Instructions for the task -> Give the number of lines in the following entries that contain the word "Debug", with nothing added.

*** The data

//! Positioned text items and their resolved font styles.

use serde::{Deserialize, Serialize};

/// An RGB text color.
#[derive(Debug, Clone, Copy, Default, PartialEq, Eq, Hash, Serialize, Deserialize)]
pub struct Color {
    /// Red channel
    pub r: u8,
    /// Green channel
    pub g: u8,
    /// Blue channel
    pub b: u8,
}

impl Color {
    /// Black, the default text color.
    pub const BLACK: Color = Color { r: 0, g: 0, b: 0 };

    /// Create a color from its channels.
    pub const fn rgb(r: u8, g: u8, b: u8) -> Self {
        Self { r, g, b }
    }

    /// Create a color from a packed `0xRRGGBB` integer.
    pub fn from_packed(value: u32) -> Self {
        Self {
            r: ((value >> 16) & 0xFF) as u8,
            g: ((value >> 8) & 0xFF) as u8,
            b: (value & 0xFF) as u8,
        }
    }

    /// Hex representation without `#` (e.g., "FF0000").
    pub fn hex(&self) -> String {
        format!("{:02X}{:02X}{:02X}", self.r, self.g, self.b)
    }

    /// Check if this is pure black.
    pub fn is_black(&self) -> bool {
        *self == Self::BLACK
    }
}

/// Font style of a resolved font.
#[derive(Debug, Clone, Copy, Default, PartialEq, Eq, Hash, Serialize, Deserialize)]
#[serde(rename_all = "lowercase")]
pub enum FontStyle {
    /// Upright glyphs
    #[default]
    Normal,
    /// Italic or oblique glyphs
    Italic,
}

/// Target-system font chosen for a source font descriptor.
#[derive(Debug, Clone, PartialEq, Eq, Hash, Serialize, Deserialize)]
pub struct ResolvedStyle {
    /// Target font family (e.g., "Times New Roman")
    pub family: String,
    /// CSS-like numeric weight, 100-900
    pub weight: u16,
    /// Upright or italic
    pub style: FontStyle,
}

impl ResolvedStyle {
    /// Check if the weight reads as bold (semibold and heavier).
    pub fn is_bold(&self) -> bool {
        self.weight >= 600
    }

    /// Check if the style is italic.
    pub fn is_italic(&self) -> bool {
        self.style == FontStyle::Italic
    }
}

impl Default for ResolvedStyle {
    fn default() -> Self {
        Self {
            family: "Arial".to_string(),
            weight: 400,
            style: FontStyle::Normal,
        }
    }
}

fn default_page() -> u32 {
    1
}

/// One positioned run of text on a page.
///
/// Coordinates are page space with the origin at the top-left corner; `y`
/// is the top edge of the run and grows downward.
#[derive(Debug, Clone, PartialEq, Serialize, Deserialize)]
#[serde(rename_all = "camelCase")]
pub struct TextItem {
    /// The text content
    pub text: String,
    /// X position (left edge)
    pub x: f32,
    /// Y position (top edge)
    pub y: f32,
    /// Width of the run (0 when the extractor did not report it)
    #[serde(default)]
    pub width: f32,
    /// Height of the run (0 when the extractor did not report it)
    #[serde(default)]
    pub height: f32,
    /// Effective font size in points, taken from the glyph transform scale
    pub font_size: f32,
    /// Source font descriptor (e.g., "ABCDEF+TimesNewRomanPS-BoldMT")
    #[serde(default, rename = "sourceFontName", alias = "fontName")]
    pub font_name: String,
    /// Whether the run is bold
    #[serde(default)]
    pub bold: bool,
    /// Whether the run is italic
    #[serde(default)]
    pub italic: bool,
    /// Fill color
    #[serde(default)]
    pub color: Color,
    /// Page number (1-indexed)
    #[serde(default = "default_page")]
    pub page: u32,
    /// Width of a space in this run's font (0 when unknown)
    #[serde(default)]
    pub space_width: f32,
    /// Extra spacing between letters
    #[serde(default)]
    pub letter_spacing: f32,
    /// Extra spacing between characters (PDF `Tc`)
    #[serde(default)]
    pub char_spacing: f32,
    /// Resolved target font, attached during normalization
    #[serde(default, skip_serializing_if = "Option::is_none")]
    pub resolved: Option<ResolvedStyle>,
}

impl TextItem {
    /// Create a new text item.
    ///
    /// Bold and italic flags are guessed from the font name; extractors that
    /// know better can override them.
    pub fn new(
        text: impl Into<String>,
        x: f32,
        y: f32,
        font_size: f32,
        font_name: impl Into<String>,
    ) -> Self {
        let font_name = font_name.into();
        let lower = font_name.to_lowercase();
        let bold = lower.contains("bold") || lower.contains("black") || lower.contains("heavy");
        let italic = lower.contains("italic") || lower.contains("oblique");

        Self {
            text: text.into(),
            x,
            y,
            width: 0.0,
            height: 0.0,
            font_size,
            font_name,
            bold,
            italic,
            color: Color::BLACK,
            page: 1,
            space_width: 0.0,
            letter_spacing: 0.0,
            char_spacing: 0.0,
            resolved: None,
        }
    }

    /// Set width and return self.
    pub fn with_width(mut self, width: f32) -> Self {
        self.width = width;
        self
    }

    /// Set bold flag and return self.
    pub fn with_bold(mut self, bold: bool) -> Self {
        self.bold = bold;
        self
    }

    /// Set italic flag and return self.
    pub fn with_italic(mut self, italic: bool) -> Self {
        self.italic = italic;
        self
    }

    /// Set color and return self.
    pub fn with_color(mut self, color: Color) -> Self {
        self.color = color;
        self
    }

    /// Set page number and return self.
    pub fn on_page(mut self, page: u32) -> Self {
        self.page = page;
        self
    }

    /// Right edge.
    pub fn right(&self) -> f32 {
        self.x + self.width
    }

    /// Bottom edge.
    pub fn bottom(&self) -> f32 {
        self.y + self.height
    }

    /// Horizontal center.
    pub fn center_x(&self) -> f32 {
        self.x + self.width / 2.0
    }

    /// Target family, or the default when the item was never resolved.
    pub fn family(&self) -> &str {
        self.resolved
            .as_ref()
            .map(|r| r.family.as_str())
            .unwrap_or("Arial")
    }

    /// Number of characters in the text.
    pub fn char_count(&self) -> usize {
        self.text.chars().count()
    }

    /// Check if all letters are uppercase (and there is at least one).
    pub fn is_all_caps(&self) -> bool {
        is_all_caps(&self.text)
    }

    /// Check that every coordinate is a finite number.
    pub fn has_finite_geometry(&self) -> bool {
        self.x.is_finite()
            && self.y.is_finite()
            && self.width.is_finite()
            && self.height.is_finite()
            && self.font_size.is_finite()
    }
}

/// Check if all letters in `text` are uppercase (and there is at least one).
pub(crate) fn is_all_caps(text: &str) -> bool {
    let mut letters = text.chars().filter(|c| c.is_alphabetic()).peekable();
    letters.peek().is_some() && letters.all(|c| c.is_uppercase())
}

******

Answer section -> 4